-------- DATA TO PROCESS --------
//! Axum-based dashboard server.
//!
//! Provides:
//! - GET `/api/state` - Current total, color and broker status
//! - POST `/api/action` - Forward a dashboard action (`{"action": "Entry"}`)
//! - GET `/ws` - Live viewer WebSocket
//!
//! Every route requires the shared dashboard secret, either in the
//! `x-dashboard-key` header or as a `key` query parameter.
//!
//! # Viewer protocol
//!
//! On connect the viewer receives a `total_update` with the current count and
//! a `connection` indicator, then every later change as it happens. A viewer
//! may send an action (`{"action":"Exit"}` or just `Exit`) and receives one
//! `action_response` back; nobody else sees it.

use std::net::SocketAddr;
use std::sync::Arc;

use axum::{
    body::Bytes,
    extract::{
        ws::{Message, WebSocket, WebSocketUpgrade},
        Query, Request, State,
    },
    http::{HeaderMap, StatusCode},
    middleware::{self, Next},
    response::{IntoResponse, Response},
    routing::{get, post},
    Json, Router,
};
use serde::Deserialize;
use tokio::sync::broadcast::error::RecvError;
use tokio_util::sync::CancellationToken;
use tower_http::cors::{Any, CorsLayer};
use tracing::{debug, info};

use crate::config::WebConfig;
use crate::traits::{Publisher, ViewerClosed, ViewerSocket};

use super::api::{ActionRequest, ActionResponse, ApiResponse, StateResponse, ViewerEvent};
use super::router::forward_action;
use super::shared::SharedOccupancy;

/// Header carrying the dashboard secret.
pub const KEY_HEADER: &str = "x-dashboard-key";

// ============================================================================
// State
// ============================================================================

/// Everything the handlers need. Cheap to clone.
#[derive(Clone)]
pub struct AppState {
    occupancy: Arc<SharedOccupancy>,
    publisher: Arc<dyn Publisher>,
    command_topic: Arc<str>,
    secret: Arc<str>,
    shutdown: CancellationToken,
}

impl AppState {
    /// Create handler state.
    pub fn new(
        occupancy: Arc<SharedOccupancy>,
        publisher: Arc<dyn Publisher>,
        command_topic: &str,
        secret: &str,
    ) -> Self {
        Self {
            occupancy,
            publisher,
            command_topic: command_topic.into(),
            secret: secret.into(),
            shutdown: CancellationToken::new(),
        }
    }

    /// Close viewer sessions when `token` fires.
    pub fn with_shutdown(mut self, token: CancellationToken) -> Self {
        self.shutdown = token;
        self
    }

    fn state_response(&self) -> StateResponse {
        StateResponse::new(self.occupancy.snapshot(), self.publisher.connection_state())
    }

    fn forward(&self, action: &str) -> ActionResponse {
        forward_action(self.publisher.as_ref(), &self.command_topic, action)
    }
}

// ============================================================================
// Secret Gate
// ============================================================================

#[derive(Debug, Default, Deserialize)]
struct KeyParams {
    key: Option<String>,
}

fn presented_key<'a>(headers: &'a HeaderMap, params: &'a KeyParams) -> Option<&'a str> {
    headers
        .get(KEY_HEADER)
        .and_then(|v| v.to_str().ok())
        .or(params.key.as_deref())
}

/// Compare without short-circuiting on the first differing byte.
fn keys_match(presented: &str, secret: &str) -> bool {
    let (a, b) = (presented.as_bytes(), secret.as_bytes());
    a.len() == b.len() && a.iter().zip(b).fold(0u8, |diff, (x, y)| diff | (x ^ y)) == 0
}

async fn require_key(
    State(state): State<AppState>,
    Query(params): Query<KeyParams>,
    request: Request,
    next: Next,
) -> Response {
    let authorized = presented_key(request.headers(), &params)
        .is_some_and(|key| keys_match(key, &state.secret));
    if authorized {
        next.run(request).await
    } else {
        debug!(path = %request.uri().path(), "dashboard key rejected");
        (
            StatusCode::UNAUTHORIZED,
            Json(ApiResponse::<()>::err("Unauthorized")),
        )
            .into_response()
    }
}

// ============================================================================
// Route Handlers
// ============================================================================

/// GET /api/state - Returns current total, color and broker status
async fn get_state(State(state): State<AppState>) -> Json<ApiResponse<StateResponse>> {
    Json(ApiResponse::ok(state.state_response()))
}

/// POST /api/action - Forward a dashboard action
///
/// Accepts JSON: `{"action": "Entry"}`
async fn post_action(
    State(state): State<AppState>,
    body: Bytes,
) -> Json<ApiResponse<ActionResponse>> {
    let Ok(request) = serde_json::from_slice::<ActionRequest>(&body) else {
        return Json(ApiResponse::err("Invalid action request"));
    };
    Json(ApiResponse::ok(state.forward(&request.action)))
}

/// GET /ws - Upgrade to a viewer session
async fn viewer_socket(State(state): State<AppState>, ws: WebSocketUpgrade) -> Response {
    ws.on_upgrade(move |socket| viewer_session(socket, state))
}

/// Fallback handler for 404
async fn not_found() -> impl IntoResponse {
    (
        StatusCode::NOT_FOUND,
        Json(ApiResponse::<()>::err("Not found")),
    )
}

// ============================================================================
// Viewer Sessions
// ============================================================================

/// Action name from a viewer frame: a JSON request or the bare name.
fn action_from_frame(text: &str) -> String {
    match serde_json::from_str::<ActionRequest>(text) {
        Ok(request) => request.action,
        Err(_) => text.to_string(),
    }
}

impl ViewerSocket for WebSocket {
    async fn send_text(&mut self, text: String) -> Result<(), ViewerClosed> {
        self.send(Message::Text(text)).await.map_err(|_| ViewerClosed)
    }

    async fn recv_text(&mut self) -> Option<String> {
        loop {
            match self.recv().await? {
                Ok(Message::Text(text)) => return Some(text),
                Ok(Message::Close(_)) | Err(_) => return None,
                Ok(_) => {}
            }
        }
    }

    async fn close(&mut self) {
        let _ = self.send(Message::Close(None)).await;
    }
}

async fn send_events<S: ViewerSocket>(
    socket: &mut S,
    events: &[ViewerEvent],
) -> Result<(), ViewerClosed> {
    for event in events {
        socket.send_text(event.to_json()).await?;
    }
    Ok(())
}

/// Serve one viewer until it leaves, the hub closes or shutdown fires.
///
/// The viewer first gets the current total and the connection indicator,
/// then live events. After falling behind it gets both again, since the
/// dropped events may have included a connection change.
pub async fn viewer_session<S: ViewerSocket>(mut socket: S, state: AppState) {
    let (snapshot, mut updates) = state.occupancy.subscribe_viewer();
    info!(viewers = state.occupancy.viewers().viewer_count(), "viewer joined");

    let joined = [
        ViewerEvent::from(snapshot),
        ViewerEvent::connection(state.publisher.connection_state()),
    ];
    if send_events(&mut socket, &joined).await.is_err() {
        return;
    }

    loop {
        tokio::select! {
            _ = state.shutdown.cancelled() => {
                socket.close().await;
                break;
            }
            event = updates.recv() => {
                let sent = match event {
                    Ok(event) => send_events(&mut socket, &[event]).await,
                    Err(RecvError::Lagged(skipped)) => {
                        debug!(skipped, "viewer lagged, resyncing");
                        let resync = [
                            ViewerEvent::from(state.occupancy.snapshot()),
                            ViewerEvent::connection(state.publisher.connection_state()),
                        ];
                        send_events(&mut socket, &resync).await
                    }
                    Err(RecvError::Closed) => break,
                };
                if sent.is_err() {
                    break;
                }
            }
            frame = socket.recv_text() => match frame {
                Some(text) => {
                    let response = state.forward(&action_from_frame(&text));
                    if send_events(&mut socket, &[ViewerEvent::from(response)]).await.is_err() {
                        break;
                    }
                }
                None => break,
            },
        }
    }
    debug!("viewer left");
}

// ============================================================================
// Server Builder
// ============================================================================

/// Configuration for the web server
#[derive(Debug, Clone)]
pub struct WebServerConfig {
    /// Address to bind to
    pub addr: SocketAddr,
    /// Whether to enable CORS for all origins
    pub cors_permissive: bool,
}

impl Default for WebServerConfig {
    fn default() -> Self {
        Self {
            addr: SocketAddr::from(([0, 0, 0, 0], 5000)),
            cors_permissive: false,
        }
    }
}

impl WebServerConfig {
    /// Create a new config with the given address
    pub fn new(addr: impl Into<SocketAddr>) -> Self {
        Self {
            addr: addr.into(),
            ..Default::default()
        }
    }

    /// Set whether CORS should be permissive
    pub fn cors(mut self, permissive: bool) -> Self {
        self.cors_permissive = permissive;
        self
    }

    /// Create from shared WebConfig
    pub fn from_config(config: &WebConfig) -> Self {
        Self {
            addr: ([0, 0, 0, 0], config.port).into(),
            cors_permissive: config.cors_permissive,
        }
    }
}

/// Build the Axum router with all routes
pub fn build_router(state: AppState, config: &WebServerConfig) -> Router {
    let mut router = Router::new()
        .route("/api/state", get(get_state))
        .route("/api/action", post(post_action))
        .route("/ws", get(viewer_socket))
        .route_layer(middleware::from_fn_with_state(state.clone(), require_key))
        .fallback(not_found)
        .with_state(state);

    if config.cors_permissive {
        router = router.layer(
            CorsLayer::new()
                .allow_origin(Any)
                .allow_methods(Any)
                .allow_headers(Any),
        );
    }

    router
}

/// Start the web server with shared state
///
/// Runs until `shutdown` fires; open viewer sessions are closed first.
pub async fn run_server_with_state(
    state: AppState,
    config: WebServerConfig,
    shutdown: CancellationToken,
) -> Result<(), std::io::Error> {
    let state = state.with_shutdown(shutdown.clone());
    let router = build_router(state, &config);

    let listener = tokio::net::TcpListener::bind(config.addr).await?;
    info!(addr = %config.addr, "dashboard listening");

    axum::serve(listener, router)
        .with_graceful_shutdown(async move { shutdown.cancelled().await })
        .await
}

#[cfg(test)]
mod tests {
    use super::*;
    use axum::http::HeaderValue;

    #[test]
    fn test_header_wins_over_query() {
        let mut headers = HeaderMap::new();
        headers.insert(KEY_HEADER, HeaderValue::from_static("from-header"));
        let params = KeyParams {
            key: Some("from-query".into()),
        };
        assert_eq!(presented_key(&headers, &params), Some("from-header"));
    }

    #[test]
    fn test_query_key() {
        let params = KeyParams {
            key: Some("secret".into()),
        };
        assert_eq!(presented_key(&HeaderMap::new(), &params), Some("secret"));
        assert_eq!(presented_key(&HeaderMap::new(), &KeyParams::default()), None);
    }

    #[test]
    fn test_keys_match() {
        assert!(keys_match("s3cret", "s3cret"));
        assert!(!keys_match("s3creT", "s3cret"));
        assert!(!keys_match("s3cre", "s3cret"));
        assert!(!keys_match("", "s3cret"));
    }

    #[test]
    fn test_action_from_frame() {
        assert_eq!(action_from_frame(r#"{"action":"Reset"}"#), "Reset");
        assert_eq!(action_from_frame("SetFull"), "SetFull");
        assert_eq!(action_from_frame("setfull"), "setfull");
    }

    #[test]
    fn test_config_from_web_config() {
        let config = WebServerConfig::from_config(&WebConfig::default().with_port(8081));
        assert_eq!(config.addr.port(), 8081);
    }
}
--------
WHAT IS EXPECTED: In the listing above, please print only the lines from the first one to the line where "use super::router::forward_action;" appears, exactly as written, both of those lines included.

THE ANSWER:
//! Axum-based dashboard server.
//!
//! Provides:
//! - GET `/api/state` - Current total, color and broker status
//! - POST `/api/action` - Forward a dashboard action (`{"action": "Entry"}`)
//! - GET `/ws` - Live viewer WebSocket
//!
//! Every route requires the shared dashboard secret, either in the
//! `x-dashboard-key` header or as a `key` query parameter.
//!
//! # Viewer protocol
//!
//! On connect the viewer receives a `total_update` with the current count and
//! a `connection` indicator, then every later change as it happens. A viewer
//! may send an action (`{"action":"Exit"}` or just `Exit`) and receives one
//! `action_response` back; nobody else sees it.

use std::net::SocketAddr;
use std::sync::Arc;

use axum::{
    body::Bytes,
    extract::{
        ws::{Message, WebSocket, WebSocketUpgrade},
        Query, Request, State,
    },
    http::{HeaderMap, StatusCode},
    middleware::{self, Next},
    response::{IntoResponse, Response},
    routing::{get, post},
    Json, Router,
};
use serde::Deserialize;
use tokio::sync::broadcast::error::RecvError;
use tokio_util::sync::CancellationToken;
use tower_http::cors::{Any, CorsLayer};
use tracing::{debug, info};

use crate::config::WebConfig;
use crate::traits::{Publisher, ViewerClosed, ViewerSocket};

use super::api::{ActionRequest, ActionResponse, ApiResponse, StateResponse, ViewerEvent};
use super::router::forward_action;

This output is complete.